Look below for lines that hold the string "true" and copy each one.

Provided data Block Start

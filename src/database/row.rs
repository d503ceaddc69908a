//! Row-to-object field binding.

use rusqlite::types::{FromSql, Value, ValueRef};

/// Types that can be populated field-by-field from a database row.
///
/// Construction goes through `Default`, so a row never has to match a
/// constructor signature; columns are late-bound onto fields by exact name
/// after the instance exists. `bind_column` returns `true` when the column
/// matched a field.
///
/// `Database::fetch` drops unmatched columns silently and leaves fields with
/// no matching column at their default value; `Database::fetch_strict`
/// rejects unmatched columns instead.
///
/// ```rust,ignore
/// #[derive(Debug, Default)]
/// struct User {
///     id: i64,
///     name: String,
/// }
///
/// impl FromRow for User {
///     fn bind_column(&mut self, column: &str, value: &Value) -> bool {
///         match column {
///             "id" => bind_field(&mut self.id, value),
///             "name" => bind_field(&mut self.name, value),
///             _ => false,
///         }
///     }
/// }
/// ```
pub trait FromRow: Default {
    fn bind_column(&mut self, column: &str, value: &Value) -> bool;
}

/// Assign a driver value onto a field slot, converting through the driver's
/// own `FromSql` rules.
///
/// A value the field type cannot represent leaves the default in place; the
/// column still counts as matched. Always returns `true` so implementations
/// can use it directly as a match arm.
pub fn bind<T: FromSql>(slot: &mut T, value: &Value) -> bool {
    if let Ok(converted) = T::column_result(ValueRef::from(value)) {
        *slot = converted;
    }
    true
}
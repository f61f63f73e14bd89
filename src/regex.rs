// Copyright 2015 Joe Neeman.
//
// Licensed under the Apache License, Version 2.0 <LICENSE-APACHE or
// http://www.apache.org/licenses/LICENSE-2.0> or the MIT license
// <LICENSE-MIT or http://opensource.org/licenses/MIT>, at your
// option. This file may not be copied, modified, or distributed
// except according to those terms.

use crate::config::Config;
use crate::dfa::Dfa;
use crate::error::Error;
use crate::nfa::Nfa;
use crate::parser::parse;
use crate::tokenizer::tokenize;
use log::debug;
use std::fmt;

/// A compiled regular expression.
///
/// Matching is anchored at both ends: a `Regex` matches a string only if it matches all of it.
/// A `Regex` is immutable once compiled, so it can be shared between threads.
#[derive(Clone, Debug, PartialEq)]
pub struct Regex {
    dfa: Dfa,
    text: String,
}

impl Regex {
    /// Creates a new `Regex` from a regular expression string.
    pub fn new(re: &str) -> Result<Regex, Error> {
        Regex::with_config(re, &Config::default())
    }

    /// Creates a new `Regex` from a regular expression string, within the storage limits given by
    /// `config`.
    pub fn with_config(re: &str, config: &Config) -> Result<Regex, Error> {
        let tokens = tokenize(re)?;
        let expr = parse(&tokens)?;
        debug!("parsed {:?} ({} tokens): {:?}", re, tokens.len(), expr);

        let nfa = Nfa::from_expr(&expr, config)?;
        debug!("built nfa with {} states, {} transitions",
               nfa.num_states(), nfa.graph().num_edges());

        let dfa = nfa.determinize(config)?;
        debug!("built dfa with {} states, {} transitions",
               dfa.num_states(), dfa.graph().num_edges());

        Ok(Regex {
            dfa: dfa,
            text: re.to_owned(),
        })
    }

    /// Returns true if `s` matches this regex (all of it, not just a substring).
    pub fn is_match(&self, s: &str) -> bool {
        self.dfa.is_match(s)
    }

    /// Returns the source text that this regex was compiled from.
    pub fn as_str(&self) -> &str {
        &self.text
    }

    pub fn dfa(&self) -> &Dfa {
        &self.dfa
    }

    /// Returns the number of DFA states.
    pub fn num_states(&self) -> usize {
        self.dfa.num_states()
    }

    /// Returns true if this regex matches only finitely many strings.
    pub fn is_finite(&self) -> bool {
        !self.dfa.is_infinite()
    }
}

impl fmt::Display for Regex {
    fn fmt(&self, f: &mut fmt::Formatter) -> fmt::Result {
        f.write_str(&self.text)
    }
}

/// Compiles `re` with the default storage limits.
pub fn compile(re: &str) -> Result<Regex, Error> {
    Regex::new(re)
}

/// Returns true if `regex` matches all of `input`.
pub fn matches(regex: &Regex, input: &str) -> bool {
    regex.is_match(input)
}
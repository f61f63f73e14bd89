// Copyright 2015-2016 Joe Neeman.
//
// Licensed under the Apache License, Version 2.0 <LICENSE-APACHE or
// http://www.apache.org/licenses/LICENSE-2.0> or the MIT license
// <LICENSE-MIT or http://opensource.org/licenses/MIT>, at your
// option. This file may not be copied, modified, or distributed
// except according to those terms.

#[derive(Clone, Copy, Debug, Eq, PartialEq)]
pub enum Repeater {
    /// `*`
    ZeroOrMore,
    /// `+`
    OneOrMore,
    /// `?`
    ZeroOrOne,
}

/// A parsed regular expression.
#[derive(Clone, Debug, Eq, PartialEq)]
pub enum Expr {
    /// Matches only the empty string.
    Empty,
    Literal(char),
    /// Matches any single char.
    AnyChar,
    Concat(Vec<Expr>),
    Alternate(Vec<Expr>),
    Repeat { e: Box<Expr>, r: Repeater },
    Group(Box<Expr>),
}

impl Expr {
    /// The number of NFA nodes that a Thompson construction of this expression uses.
    pub fn nfa_size(&self) -> usize {
        match *self {
            Expr::Empty | Expr::Literal(_) | Expr::AnyChar => 2,
            Expr::Concat(ref es) if es.is_empty() => 2,
            Expr::Concat(ref es) => es.iter().map(Expr::nfa_size).sum(),
            Expr::Alternate(ref es) => 2 + es.iter().map(Expr::nfa_size).sum::<usize>(),
            Expr::Repeat { ref e, .. } => 2 + e.nfa_size(),
            Expr::Group(ref e) => e.nfa_size(),
        }
    }

    /// The number of epsilon or labeled edges that a Thompson construction of this expression
    /// uses.
    pub fn nfa_edges(&self) -> usize {
        match *self {
            Expr::Empty | Expr::Literal(_) | Expr::AnyChar => 1,
            Expr::Concat(ref es) if es.is_empty() => 1,
            Expr::Concat(ref es) =>
                es.iter().map(Expr::nfa_edges).sum::<usize>() + es.len() - 1,
            Expr::Alternate(ref es) =>
                es.iter().map(Expr::nfa_edges).sum::<usize>() + 2 * es.len(),
            Expr::Repeat { ref e, r } => e.nfa_edges() + match r {
                Repeater::ZeroOrMore => 4,
                Repeater::OneOrMore | Repeater::ZeroOrOne => 3,
            },
            Expr::Group(ref e) => e.nfa_edges(),
        }
    }
}
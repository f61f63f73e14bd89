// Copyright 2015-2016 Joe Neeman.
//
// Licensed under the Apache License, Version 2.0 <LICENSE-APACHE or
// http://www.apache.org/licenses/LICENSE-2.0> or the MIT license
// <LICENSE-MIT or http://opensource.org/licenses/MIT>, at your
// option. This file may not be copied, modified, or distributed
// except according to those terms.

use std::fmt;
use thiserror::Error;

#[derive(Clone, Copy, Debug, Eq, PartialEq)]
pub enum LexErrorKind {
    /// The pattern ends with a `\` that escapes nothing.
    TrailingBackslash,
    /// A `\` followed by something other than a metacharacter.
    InvalidEscape(char),
}

#[derive(Clone, Copy, Debug, Eq, PartialEq)]
pub enum SyntaxErrorKind {
    UnmatchedOpenParen,
    UnmatchedCloseParen,
    /// An alternative (or a group) with nothing in it, as in `a|`, `|a` or `()`.
    EmptyAlternative,
    /// A repetition operator with no atom to repeat, as in `*a`, `(+)` or `a**`.
    DanglingRepeat,
    /// Groups nested more than `parser::NEST_LIMIT` deep.
    NestTooDeep,
}

/// The storage that ran out while compiling.
#[derive(Clone, Copy, Debug, Eq, PartialEq)]
pub enum Resource {
    NfaNodes,
    NfaBuckets,
    DfaStates,
    DfaBuckets,
}

#[derive(Clone, Debug, Eq, Error, PartialEq)]
pub enum Error {
    #[error("regex lex error at offset {offset}: {kind}")]
    Lex { offset: usize, kind: LexErrorKind },
    #[error("regex syntax error at token {position}: {kind}")]
    Syntax { position: usize, kind: SyntaxErrorKind },
    #[error("automaton capacity exhausted: out of {0}")]
    CapacityExhausted(Resource),
}

impl fmt::Display for LexErrorKind {
    fn fmt(&self, f: &mut fmt::Formatter) -> fmt::Result {
        match *self {
            LexErrorKind::TrailingBackslash => f.write_str("trailing backslash"),
            LexErrorKind::InvalidEscape(c) => write!(f, "invalid escape sequence \\{}", c),
        }
    }
}

impl fmt::Display for SyntaxErrorKind {
    fn fmt(&self, f: &mut fmt::Formatter) -> fmt::Result {
        f.write_str(match *self {
            SyntaxErrorKind::UnmatchedOpenParen => "unmatched '('",
            SyntaxErrorKind::UnmatchedCloseParen => "unmatched ')'",
            SyntaxErrorKind::EmptyAlternative => "empty alternative",
            SyntaxErrorKind::DanglingRepeat => "repetition operator with nothing to repeat",
            SyntaxErrorKind::NestTooDeep => "groups nested too deeply",
        })
    }
}

impl fmt::Display for Resource {
    fn fmt(&self, f: &mut fmt::Formatter) -> fmt::Result {
        f.write_str(match *self {
            Resource::NfaNodes => "NFA nodes",
            Resource::NfaBuckets => "NFA edge buckets",
            Resource::DfaStates => "DFA states",
            Resource::DfaBuckets => "DFA edge buckets",
        })
    }
}

#[cfg(test)]
mod tests {
    use super::*;

    #[test]
    fn messages() {
        let e = Error::Lex { offset: 3, kind: LexErrorKind::InvalidEscape('q') };
        assert_eq!(e.to_string(), "regex lex error at offset 3: invalid escape sequence \\q");

        let e = Error::Syntax { position: 0, kind: SyntaxErrorKind::DanglingRepeat };
        assert_eq!(e.to_string(),
                   "regex syntax error at token 0: repetition operator with nothing to repeat");

        let e = Error::CapacityExhausted(Resource::DfaStates);
        assert_eq!(e.to_string(), "automaton capacity exhausted: out of DFA states");
    }
}
// Copyright 2015-2016 Joe Neeman.
//
// Licensed under the Apache License, Version 2.0 <LICENSE-APACHE or
// http://www.apache.org/licenses/LICENSE-2.0> or the MIT license
// <LICENSE-MIT or http://opensource.org/licenses/MIT>, at your
// option. This file may not be copied, modified, or distributed
// except according to those terms.

/// The default limit on the number of DFA states.
pub const DEFAULT_DFA_STATES: usize = 1 << 12;

/// The default limit on the number of edge buckets in the DFA graph.
pub const DEFAULT_DFA_BUCKETS: usize = 1 << 14;

/// Storage limits for compiling a regex.
///
/// Both automata live in fixed-capacity graphs, and compilation fails with
/// `Error::CapacityExhausted` rather than growing them. If that happens, the caller can try again
/// with a bigger `Config`.
///
/// The NFA limits default to `None`, meaning that the NFA graph is sized exactly from the parsed
/// pattern.
#[derive(Clone, Copy, Debug, Eq, PartialEq)]
pub struct Config {
    nfa_nodes: Option<usize>,
    nfa_buckets: Option<usize>,
    dfa_states: usize,
    dfa_buckets: usize,
}

impl Default for Config {
    fn default() -> Config {
        Config {
            nfa_nodes: None,
            nfa_buckets: None,
            dfa_states: DEFAULT_DFA_STATES,
            dfa_buckets: DEFAULT_DFA_BUCKETS,
        }
    }
}

impl Config {
    pub fn new() -> Config {
        Config::default()
    }

    /// Caps the number of nodes in the NFA graph.
    pub fn nfa_nodes(mut self, n: usize) -> Config {
        self.nfa_nodes = Some(n);
        self
    }

    /// Caps the number of edge buckets in the NFA graph.
    pub fn nfa_buckets(mut self, n: usize) -> Config {
        self.nfa_buckets = Some(n);
        self
    }

    /// Caps the number of DFA states.
    pub fn dfa_states(mut self, n: usize) -> Config {
        self.dfa_states = n;
        self
    }

    /// Caps the number of edge buckets in the DFA graph.
    pub fn dfa_buckets(mut self, n: usize) -> Config {
        self.dfa_buckets = n;
        self
    }

    pub fn get_nfa_nodes(&self) -> Option<usize> {
        self.nfa_nodes
    }

    pub fn get_nfa_buckets(&self) -> Option<usize> {
        self.nfa_buckets
    }

    pub fn get_dfa_states(&self) -> usize {
        self.dfa_states
    }

    pub fn get_dfa_buckets(&self) -> usize {
        self.dfa_buckets
    }
}
// Copyright 2015-2016 Joe Neeman.
//
// Licensed under the Apache License, Version 2.0 <LICENSE-APACHE or
// http://www.apache.org/licenses/LICENSE-2.0> or the MIT license
// <LICENSE-MIT or http://opensource.org/licenses/MIT>, at your
// option. This file may not be copied, modified, or distributed
// except according to those terms.

use bit_set::BitSet;
use crate::graph::{Graph, NodeId};
use crate::nfa::Label;
use std::fmt::{self, Debug, Formatter};

/// A deterministic finite automaton.
///
/// Each state has at most one transition per `Label`, and no `Eps` transitions. There is no dead
/// state: if a state has neither a `Char` transition for some char nor an `Any` transition, then
/// reading that char rejects the input.
#[derive(Clone, PartialEq)]
pub struct Dfa {
    graph: Graph<Label>,
    init: NodeId,
    accepting: BitSet,
}

impl Dfa {
    pub(crate) fn from_parts(graph: Graph<Label>, init: NodeId, accepting: BitSet) -> Dfa {
        Dfa {
            graph: graph,
            init: init,
            accepting: accepting,
        }
    }

    /// Returns the number of states.
    pub fn num_states(&self) -> usize {
        self.graph.num_nodes()
    }

    pub fn init_state(&self) -> NodeId {
        self.init
    }

    pub fn is_accepting(&self, state: NodeId) -> bool {
        self.accepting.contains(state)
    }

    pub fn graph(&self) -> &Graph<Label> {
        &self.graph
    }

    /// Returns the state we move to from `state` on reading `ch`, if there is one.
    ///
    /// A `Char(ch)` transition takes precedence over an `Any` transition.
    pub fn transition(&self, state: NodeId, ch: char) -> Option<NodeId> {
        let mut fallback = None;
        for e in self.graph.edges(state) {
            match e.label {
                Label::Char(c) if c == ch => return Some(e.target),
                Label::Any => fallback = Some(e.target),
                _ => {},
            }
        }
        fallback
    }

    /// Returns true if this `Dfa` accepts the whole of `input`.
    ///
    /// Running out of transitions is how the `Dfa` rejects: there's no need to look at the rest of
    /// the input.
    pub fn is_match(&self, input: &str) -> bool {
        let mut state = self.init;
        for ch in input.chars() {
            match self.transition(state, ch) {
                Some(next) => state = next,
                None => return false,
            }
        }
        self.is_accepting(state)
    }

    /// Returns true if this `Dfa` matches infinitely many strings.
    ///
    /// Every state can reach an accepting state, so this is the same as having a cycle.
    pub fn is_infinite(&self) -> bool {
        self.graph.has_cycles()
    }
}

impl Debug for Dfa {
    fn fmt(&self, f: &mut Formatter) -> fmt::Result {
        writeln!(f, "Dfa ({} states):", self.num_states())?;
        writeln!(f, "Init: {}", self.init)?;

        for st in (0..self.num_states()).take(40) {
            writeln!(f, "\tState {} (accepting: {:?}):", st, self.is_accepting(st))?;

            // Cap it at 5 transitions, since it gets unreadable otherwise.
            for e in self.graph.edges(st).take(5) {
                writeln!(f, "\t\t{:?} => {}", e.label, e.target)?;
            }
            if self.graph.out_degree(st) > 5 {
                f.write_str("\t\t...\n")?;
            }
        }
        if self.num_states() > 40 {
            writeln!(f, "\t...({} more states)", self.num_states() - 40)?;
        }
        Ok(())
    }
}

#[cfg(test)]
pub mod tests {
    use crate::config::Config;
    use crate::dfa::Dfa;
    use crate::nfa::Nfa;

    pub fn make_dfa(re: &str) -> Dfa {
        let config = Config::default();
        let dfa = Nfa::from_regex(re, &config).unwrap().determinize(&config).unwrap();
        println!("{:?}", dfa);
        dfa
    }

    #[test]
    fn anchored_both_ends() {
        let dfa = make_dfa("ab");
        assert!(dfa.is_match("ab"));
        assert!(!dfa.is_match("xab"));
        assert!(!dfa.is_match("abx"));
        assert!(!dfa.is_match("a"));
    }

    #[test]
    fn rejects_early() {
        let dfa = make_dfa("a*");
        assert!(!dfa.is_match("ba"));
        assert!(!dfa.is_match("aaaab"));
    }

    #[test]
    fn explicit_char_beats_any() {
        let dfa = make_dfa("a|.b");
        assert!(dfa.is_match("a"));
        assert!(dfa.is_match("ab"));
        assert!(dfa.is_match("zb"));
        assert!(!dfa.is_match("z"));
    }

    #[test]
    fn cycles() {
        macro_rules! inf {
            ($re:expr, $res:expr) => {
                assert_eq!(make_dfa($re).is_infinite(), $res, "{}", $re);
            };
        }

        inf!("abcde", false);
        inf!("ab*d", true);
        inf!("ab+", true);
        inf!("ab?", false);
        inf!("(ab|cde)", false);
        inf!("(ab|cd)*", true);
        inf!("", false);
        inf!(".*", true);
    }
}
// Copyright 2015-2016 Joe Neeman.
//
// Licensed under the Apache License, Version 2.0 <LICENSE-APACHE or
// http://www.apache.org/licenses/LICENSE-2.0> or the MIT license
// <LICENSE-MIT or http://opensource.org/licenses/MIT>, at your
// option. This file may not be copied, modified, or distributed
// except according to those terms.

use crate::ast::{Expr, Repeater};
use crate::error::{Error, Resource};
use crate::graph::{Graph, GraphError, NodeId};
use crate::nfa::Label;

/// A piece of an NFA under construction: everything reachable from `start` stays inside the
/// fragment until it reaches `accept`, which has no transitions out yet.
#[derive(Clone, Copy, Debug, Eq, PartialEq)]
pub struct Fragment {
    pub start: NodeId,
    pub accept: NodeId,
}

fn nfa_error(e: GraphError) -> Error {
    match e {
        GraphError::OutOfNodes => Error::CapacityExhausted(Resource::NfaNodes),
        GraphError::OutOfBuckets | GraphError::NoEmptySlot =>
            Error::CapacityExhausted(Resource::NfaBuckets),
    }
}

/// Writes the Thompson construction of an `Expr` into a `Graph`.
///
/// Nodes are taken from the graph in the order they are needed and never reused. Whenever a node
/// runs out of edge slots, the builder asks the graph for another bucket.
pub struct NfaBuilder<'g> {
    graph: &'g mut Graph<Label>,
}

impl<'g> NfaBuilder<'g> {
    /// Adds the states for `expr` to `graph`, returning the fragment that recognizes it.
    pub fn build(expr: &Expr, graph: &'g mut Graph<Label>) -> Result<Fragment, Error> {
        let mut builder = NfaBuilder { graph: graph };
        builder.add_expr(expr)
    }

    fn add_state(&mut self) -> Result<NodeId, Error> {
        self.graph.add_node().map_err(nfa_error)
    }

    fn add_transition(&mut self, from: NodeId, to: NodeId, label: Label) -> Result<(), Error> {
        if !self.graph.has_empty_slot(from) {
            self.graph.add_bucket(from).map_err(nfa_error)?;
        }
        self.graph.add_labeled_edge(from, to, label).map_err(nfa_error)
    }

    fn add_eps(&mut self, from: NodeId, to: NodeId) -> Result<(), Error> {
        self.add_transition(from, to, Label::Eps)
    }

    /// Adds two states, with a given transition between them.
    fn add_single_transition(&mut self, label: Label) -> Result<Fragment, Error> {
        let start = self.add_state()?;
        let accept = self.add_state()?;
        self.add_transition(start, accept, label)?;
        Ok(Fragment { start: start, accept: accept })
    }

    fn add_concat_exprs(&mut self, exprs: &[Expr]) -> Result<Fragment, Error> {
        let (first, rest) = match exprs.split_first() {
            Some(x) => x,
            None => return self.add_single_transition(Label::Eps),
        };

        let mut ret = self.add_expr(first)?;
        for expr in rest {
            let next = self.add_expr(expr)?;
            self.add_eps(ret.accept, next.start)?;
            ret.accept = next.accept;
        }
        Ok(ret)
    }

    fn add_alternate_exprs(&mut self, alts: &[Expr]) -> Result<Fragment, Error> {
        let start = self.add_state()?;

        let mut ends = Vec::with_capacity(alts.len());
        for expr in alts {
            let frag = self.add_expr(expr)?;
            self.add_eps(start, frag.start)?;
            ends.push(frag.accept);
        }

        let accept = self.add_state()?;
        for end in ends {
            self.add_eps(end, accept)?;
        }
        Ok(Fragment { start: start, accept: accept })
    }

    fn add_repeat(&mut self, expr: &Expr, rep: Repeater) -> Result<Fragment, Error> {
        let start = self.add_state()?;
        let inner = self.add_expr(expr)?;
        let accept = self.add_state()?;

        self.add_eps(start, inner.start)?;
        if rep != Repeater::OneOrMore {
            // skip
            self.add_eps(start, accept)?;
        }
        if rep != Repeater::ZeroOrOne {
            // loop
            self.add_eps(inner.accept, inner.start)?;
        }
        self.add_eps(inner.accept, accept)?;
        Ok(Fragment { start: start, accept: accept })
    }

    fn add_expr(&mut self, expr: &Expr) -> Result<Fragment, Error> {
        match *expr {
            Expr::Empty => self.add_single_transition(Label::Eps),
            Expr::Literal(c) => self.add_single_transition(Label::Char(c)),
            Expr::AnyChar => self.add_single_transition(Label::Any),
            Expr::Concat(ref es) => self.add_concat_exprs(es),
            Expr::Alternate(ref es) => self.add_alternate_exprs(es),
            Expr::Repeat { ref e, r } => self.add_repeat(e, r),
            // There are no captures, so a group is just its contents.
            Expr::Group(ref e) => self.add_expr(e),
        }
    }
}
// Copyright 2016 Joe Neeman.
//
// Licensed under the Apache License, Version 2.0 <LICENSE-APACHE or
// http://www.apache.org/licenses/LICENSE-2.0> or the MIT license
// <LICENSE-MIT or http://opensource.org/licenses/MIT>, at your
// option. This file may not be copied, modified, or distributed
// except according to those terms.

//! A fixed-capacity directed graph with bucketed adjacency lists.
//!
//! The graph never grows on its own. Nodes live in an arena whose size is fixed by `init`, and
//! the outgoing edges of each node live in a chain of fixed-size buckets taken from a second,
//! bounded arena. A bucket is only ever handed out by an explicit call to `add_bucket`;
//! `add_edge` fails rather than allocating one. Everything is addressed by integer handles, so a
//! `Graph` can be cloned or moved without fixing up any pointers.

use std::fmt::{self, Debug, Formatter};
use thiserror::Error;

/// How many edge slots each bucket holds.
pub const BUCKET_SIZE: usize = 10;

pub type NodeId = usize;
pub type BucketId = usize;

#[derive(Clone, Copy, Debug, Eq, Error, PartialEq)]
pub enum GraphError {
    /// Every node in the arena is already active.
    #[error("no free nodes")]
    OutOfNodes,
    /// The bucket arena is exhausted.
    #[error("no free buckets")]
    OutOfBuckets,
    /// The source node's bucket chain has no empty slot left.
    #[error("no empty edge slot")]
    NoEmptySlot,
}

/// An edge out of some node, as stored in one of that node's bucket slots.
#[derive(Clone, Copy, Debug, Eq, PartialEq)]
pub struct Edge<L> {
    pub target: NodeId,
    pub label: L,
}

#[derive(Clone, Copy, Debug, Eq, PartialEq)]
pub struct Node {
    pub id: NodeId,
    edges_out: Option<BucketId>,
}

#[derive(Clone, Debug, PartialEq)]
struct Bucket<L> {
    // `None` marks an empty slot.
    slots: [Option<Edge<L>>; BUCKET_SIZE],
    next: Option<BucketId>,
}

impl<L: Copy> Bucket<L> {
    fn empty() -> Bucket<L> {
        Bucket {
            slots: [None; BUCKET_SIZE],
            next: None,
        }
    }
}

#[derive(Clone, Copy, Debug, PartialEq)]
pub enum DfsInstruction {
    Continue,
    Stop,
}

/// A directed graph whose edges carry labels of type `L`.
///
/// Node ids are dense: the active nodes are exactly `0..num_nodes()`, and `add_node` hands them
/// out in increasing order. Methods taking a node id assume that it is below `size()`; check
/// with `node_id_valid` first if in doubt.
#[derive(Clone, PartialEq)]
pub struct Graph<L> {
    nodes: Vec<Node>,
    num_nodes: usize,
    num_edges: usize,
    buckets: Vec<Bucket<L>>,
    bucket_capacity: usize,
}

Provided data Block End

● **Task output**
/// after the instance exists. `bind_column` returns `true` when the column
/// column still counts as matched. Always returns `true` so implementations
    true
    /// Returns true if `s` matches this regex (all of it, not just a substring).
    /// Returns true if this regex matches only finitely many strings.
/// Returns true if `regex` matches all of `input`.
    /// Returns true if this `Dfa` accepts the whole of `input`.
    /// Returns true if this `Dfa` matches infinitely many strings.
        inf!("ab*d", true);
        inf!("ab+", true);
        inf!("(ab|cd)*", true);
        inf!(".*", true);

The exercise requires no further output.